Apparently when Rubens returned from almost a decade living in Italy he decided he needed to recreate the inspiring environment there, so he just built it for himself, including an interior courtyard with an arched portico and carved reliefs.
Studios and private rooms in Rubens's house
I was surprised by how busy it was: Every room was crowded even though it was the last week in September and the restaurants and streets had few tourists. It's likely the opening of the renovated museum had attracted an unusual number of Rubens fans to Antwerp for the week. I was frustrated that there were very few written placards explaining what we were seeing, and many of the paintings were unlabeled except for a QRC code for the audio guide. The audio-guide was in English, but it had too many musical interludes and almost every sentence is a low-information musing like "What would Rubens think if he were to see his house now?". As a painter I want information about exactly how he lived and worked in the spaces, and surely this has been studied and recorded, but it is not presented to the visitor. The light in his studio spaces has been destroyed: windows are screened by translucent shades and the ceilings have yellow spotlights shining yellow beams on the artwork. As I told my husband, if you destroy the light in an art studio, you lose the feeling of it.

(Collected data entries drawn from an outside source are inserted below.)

//! Job discovery.
//!
//! A job is any executable regular file inside the job directory. Entries
//! are visited in lexical order of their file names so the run order is
//! reproducible across filesystems. Hidden entries are ignored, matching a
//! shell glob over the directory.

use std::io;

use camino::{Utf8Path, Utf8PathBuf};
use cap_std::ambient_authority;
use cap_std::fs_utf8::{Dir, Metadata};
use thiserror::Error;
use tracing::{debug, warn};

use crate::job::Job;

/// Whether discovery descends into subdirectories.
#[derive(Clone, Copy, Debug, Default, Eq, PartialEq)]
pub enum DiscoveryMode {
    /// Only entries directly inside the job directory are considered.
    #[default]
    Flat,
    /// Subdirectories are searched depth-first, each in lexical order.
    Recursive,
}

impl DiscoveryMode {
    /// Maps a `recursive` toggle onto a discovery mode.
    #[must_use]
    pub const fn from_recursive(recursive: bool) -> Self {
        if recursive {
            Self::Recursive
        } else {
            Self::Flat
        }
    }
}

/// Errors raised when the job directory cannot be listed.
#[derive(Clone, Debug, Error, Eq, PartialEq)]
pub enum DiscoveryError {
    /// Raised when the job directory does not exist.
    #[error("job directory missing: {path}")]
    Missing {
        /// Directory that was expected to hold jobs.
        path: Utf8PathBuf,
    },
    /// Raised when the job path exists but is not a directory.
    #[error("job path is not a directory: {path}")]
    NotADirectory {
        /// Path that was expected to be a directory.
        path: Utf8PathBuf,
    },
    /// Raised when the directory or one of its subdirectories cannot be read.
    #[error("failed to read job directory {path}: {message}")]
    Unreadable {
        /// Directory that could not be read.
        path: Utf8PathBuf,
        /// Operating system error string.
        message: String,
    },
}

/// Lists the executable jobs under `root` in discovery order.
///
/// An empty directory yields an empty list.
///
/// # Errors
///
/// Returns [`DiscoveryError`] when `root` is absent, is not a directory, or
/// cannot be read.
pub fn discover(root: &Utf8Path, mode: DiscoveryMode) -> Result<Vec<Job>, DiscoveryError> {
    let dir = open_root(root)?;
    let mut jobs = Vec::new();
    collect(&dir, root, mode, &mut jobs)?;
    debug!(root = %root, count = jobs.len(), ?mode, "discovered jobs");
    Ok(jobs)
}

fn open_root(root: &Utf8Path) -> Result<Dir, DiscoveryError> {
    Dir::open_ambient_dir(root, ambient_authority()).map_err(|err| map_open_error(root, &err))
}

fn collect(
    dir: &Dir,
    prefix: &Utf8Path,
    mode: DiscoveryMode,
    jobs: &mut Vec<Job>,
) -> Result<(), DiscoveryError> {
    let unreadable = |err: io::Error| DiscoveryError::Unreadable {
        path: prefix.to_path_buf(),
        message: err.to_string(),
    };

    let mut names = Vec::new();
    for listed in dir.entries().map_err(unreadable)? {
        let entry = listed.map_err(unreadable)?;
        match entry.file_name() {
            Ok(name) if name.starts_with('.') => {}
            Ok(name) => names.push(name),
            Err(err) => {
                warn!(directory = %prefix, error = %err, "skipping entry with a non UTF-8 name");
            }
        }
    }
    names.sort_unstable();

    for name in names {
        let path = prefix.join(&name);
        match inspect(dir, &name, &path) {
            Some(Entry::Directory) if mode == DiscoveryMode::Recursive => {
                let child = dir
                    .open_dir(&name)
                    .map_err(|err| DiscoveryError::Unreadable {
                        path: path.clone(),
                        message: err.to_string(),
                    })?;
                collect(&child, &path, mode, jobs)?;
            }
            Some(Entry::LinkedDirectory) if mode == DiscoveryMode::Recursive => {
                debug!(path = %path, "not descending into symlinked directory");
            }
            Some(Entry::Job) => jobs.push(Job::new(path)),
            Some(Entry::Other) => debug!(path = %path, "skipping non-executable entry"),
            Some(Entry::Directory | Entry::LinkedDirectory) | None => {}
        }
    }

    Ok(())
}

/// What a directory entry turned out to be.
#[derive(Clone, Copy, Debug, Eq, PartialEq)]
enum Entry {
    Directory,
    LinkedDirectory,
    Job,
    Other,
}

/// Classifies `name` through the open directory handle.
///
/// Symlinks are resolved inside `dir`, so a link that points outside the
/// job directory is skipped with a warning.
fn inspect(dir: &Dir, name: &str, path: &Utf8Path) -> Option<Entry> {
    let resolved = dir.symlink_metadata(name).and_then(|link| {
        if link.is_symlink() {
            dir.metadata(name).map(|target| (true, target))
        } else {
            Ok((false, link))
        }
    });
    let (linked, metadata) = match resolved {
        Ok(found) => found,
        Err(err) => {
            warn!(path = %path, error = %err, "skipping entry that cannot be inspected");
            return None;
        }
    };

    Some(if metadata.is_dir() {
        if linked {
            Entry::LinkedDirectory
        } else {
            Entry::Directory
        }
    } else if metadata.is_file() && is_executable(&metadata) {
        Entry::Job
    } else {
        Entry::Other
    })
}

fn map_open_error(root: &Utf8Path, err: &io::Error) -> DiscoveryError {
    let path = root.to_path_buf();
    match err.kind() {
        io::ErrorKind::NotFound => DiscoveryError::Missing { path },
        io::ErrorKind::NotADirectory => DiscoveryError::NotADirectory { path },
        _ => DiscoveryError::Unreadable {
            path,
            message: err.to_string(),
        },
    }
}

#[cfg(unix)]
fn is_executable(metadata: &Metadata) -> bool {
    use cap_std::fs_utf8::PermissionsExt;

    metadata.permissions().mode() & 0o111 != 0
}

#[cfg(not(unix))]
const fn is_executable(_metadata: &Metadata) -> bool {
    true
}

I did love seeing this large unfinished work mounted in his studio. It has bold black, unhesitating linework showing evidence of the composition being developed and altered in paint, instead of the common practice of transferring a preparatory drawing. You can see in the first shot how distractingly yellow the spotlights were, but I managed to get better color in the closeups:
It was also a real treat to see this self-portrait of Rubens done when he was around age 50. I was disappointed that the young student Van Dyck's self portrait was normally there but replaced by a placard saying it was on temporary loan... but if I had read it more carefully I would have known I would see it later in my trip. Instead, it was a pleasant surprise to come across it in Vienna the next week!
We went right from Rubenshuis to the newly-opened Royal Museum of Fine Arts Antwerp (in Dutch it's Koninklijk Museum voor Schone Kunsten Antwerpen, so the easier name to remember is KMSKA) which is an important collection of Dutch art, including many large-scale (and gob-smacking!) Rubens paintings:
Rubens: Christ on the Cross, Martyrdom of Saint Christina, and Enthroned Madonna Adored by Saints
Rubens arranges his figures and draperies in a complex spiral, so as your eye travels up into the painting everything feels like it is moving, almost like you are seeing through a modern cinematic camera flying through a swirling action sequence. Seeing these large-scale works in person made me realize the primary intention is to overwhelm: You can't logically analyze what you are seeing: You just find yourself dragged into the scene.
Rubens DETAILS left to right: Venus Frigida, Christ on the Cross, Enthroned Madonna Adored by Saints
I love seeing the details close-up in person, so I can imagine the feel of the brush as it creates golden hair or translucent flesh.
Holy Family with Parrot by Rubens, 1633
This painting of Mary and a very large baby Jesus was originally smaller, but the canvas was enlarged to include a somewhat roughly-painted Joseph on the right and this glorious parrot on the left. The parrot traditionally symbolized purity and was associated with Mary, but its anatomy and gesture seems to me to be observed from life and looks to me a like a flourish of the master's ability. Parrots were expensive imported pets, and along with purity they can symbolize extravagant wealth. In this case, this painting was not commissioned but was gifted by Rubens to his guild. So this makes me wonder: Is Rubens showing off his wealth and success as a painter, as well as his ability?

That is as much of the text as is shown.